The company was founded in 2008 with just 60 employees and remains a family business. Mr Vora is a third generation Kenyan of Indian origin. His uncle is the president of the company. His cousins ​​manage the finances and operations. And Krupali Shah, who heads research and development, is a close family friend. Women make up about 80 percent of the workforce, surpassing the 50 percent goal set by the Gates Foundation.

Just minutes from the spectacular beaches of Kilifi, the factory operates all day, every day, with workers working 12-hour shifts. Much of the work is automated, but many workers spend hours in hot, poorly ventilated rooms because air-conditioning units or fans could compromise sterility, Shah said. Some machines release piercing screams every few seconds. Workers were offered headphones and refused, according to a floor supervisor.

Mr. Vora’s great-grandmother was hard of hearing and mute, and he said the company planned to hire more than 200 women to assemble the syringes. The company has hired around forty so far. On a hot December day, there were fewer than 20 of them.

Truphosa Atieno, 60, is hard of hearing and several decades older than most other hard of hearing employees.
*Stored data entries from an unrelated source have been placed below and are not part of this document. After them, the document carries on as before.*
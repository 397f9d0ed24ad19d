use uuid::Uuid;
use validator::Validate;

use crate::entities::user::{NewUserRequest, PublicUser, UpdateUserRequest, UserResponse};
use crate::errors::AppError;
use crate::repositories::token::TokenService;
use crate::repositories::user::UserRepository;

pub struct RegisteredUser {
    pub user: UserResponse,
    pub token: String,
    pub created: bool,
}

pub struct UserHandler<R, T>
where
    R: UserRepository,
    T: TokenService,
{
    pub user_repo: R,
    pub token_service: T,
}

impl<R, T> UserHandler<R, T>
where
    R: UserRepository,
    T: TokenService,
{
    pub fn new(user_repo: R, token_service: T) -> Self {
        UserHandler {
            user_repo,
            token_service,
        }
    }

    /// Resolves or creates the identity for an email. Repeating the call
    /// with the same email never creates a second record; a fresh token is
    /// issued either way.
    pub async fn register_user(&self, request: NewUserRequest) -> Result<RegisteredUser, AppError> {
        request.validate()?;

        if let Some(existing) = self.user_repo.find_by_email(&request.email).await? {
            let token = self.token_service.create_jwt(&existing)?;
            let albums = self.user_repo.album_ids(&existing.id).await?;
            return Ok(RegisteredUser {
                user: UserResponse::from_user(existing, albums),
                token,
                created: false,
            });
        }

        let insert = request.prepare_for_insert();
        let id = match self.user_repo.create_user(&insert).await {
            Ok(id) => id,
            // Lost a concurrent create for the same email: resolve the winner.
            Err(AppError::Conflict(_)) => {
                let existing = self
                    .user_repo
                    .find_by_email(&request.email)
                    .await?
                    .ok_or_else(|| {
                        AppError::InternalError("User create conflicted but no record found".into())
                    })?;
                let token = self.token_service.create_jwt(&existing)?;
                let albums = self.user_repo.album_ids(&existing.id).await?;
                return Ok(RegisteredUser {
                    user: UserResponse::from_user(existing, albums),
                    token,
                    created: false,
                });
            }
            Err(e) => return Err(e),
        };

        let user = self
            .user_repo
            .get_user_by_id(&id)
            .await?
            .ok_or_else(|| AppError::InternalError("Created user could not be reloaded".into()))?;
        let token = self.token_service.create_jwt(&user)?;

        tracing::info!(user_id = %user.id, "New user created");

        Ok(RegisteredUser {
            user: UserResponse::from_user(user, Vec::new()),
            token,
            created: true,
        })
    }

    pub async fn current_user(&self, user_id: &Uuid) -> Result<UserResponse, AppError> {
        let user = self
            .user_repo
            .get_user_by_id(user_id)
            .await?
            .ok_or_else(|| AppError::NotFound("User not found".into()))?;
        let albums = self.user_repo.album_ids(&user.id).await?;
        Ok(UserResponse::from_user(user, albums))
    }

    pub async fn update_profile(
        &self,
        user_id: &Uuid,
        request: UpdateUserRequest,
    ) -> Result<UserResponse, AppError> {
        request.validate()?;

        let user = self
            .user_repo
            .update_profile(user_id, &request)
            .await?
            .ok_or_else(|| AppError::NotFound("User not found".into()))?;
        let albums = self.user_repo.album_ids(&user.id).await?;
        Ok(UserResponse::from_user(user, albums))
    }

    pub async fn list_users(&self) -> Result<Vec<PublicUser>, AppError> {
        let users = self.user_repo.list_users().await?;
        Ok(users.into_iter().map(PublicUser::from).collect())
    }
}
A widow and single mother, Ms Atieno was a primary school teacher, but when the pandemic closed the school, she “lived hand to mouth” selling honey, vegetables and sugar cane on the side of the road , she said.

In November 2022, she was hit by a minibus and remained unconscious for three days. She suffered a fractured skull and elbow, and bruises to her ribs and fingers. Still, with four daughters ranging in age from 16 to 29, she was eager to work again, she said.

When she got a job with Revital, Ms Atieno lived in Jomvu, about 80 kilometers from Kilifi, and had to leave home at 4am to go to work at 7am. She now shares a room in Kilifi with 13 other women during this time. during the week and returns to Jomvu at the weekend. What she earns “isn’t enough,” she says, so she supplements her income by tutoring her children on her days off.

Other hearing-impaired women have left the factory because their daily wage is about 600 Kenyan shillings per shift (less than $5) and their journey from Mombasa costs about half that amount.

Others couldn’t meet daily productivity quotas or didn’t like the ban on eating meat and eggs on site. (The Voras are strict vegetarians.)

“One of the challenges is adapting to the culture here,” said Amina Mahmud, a project manager at a Mombasa-based nonprofit that placed the women, adding that “company expectations are high”.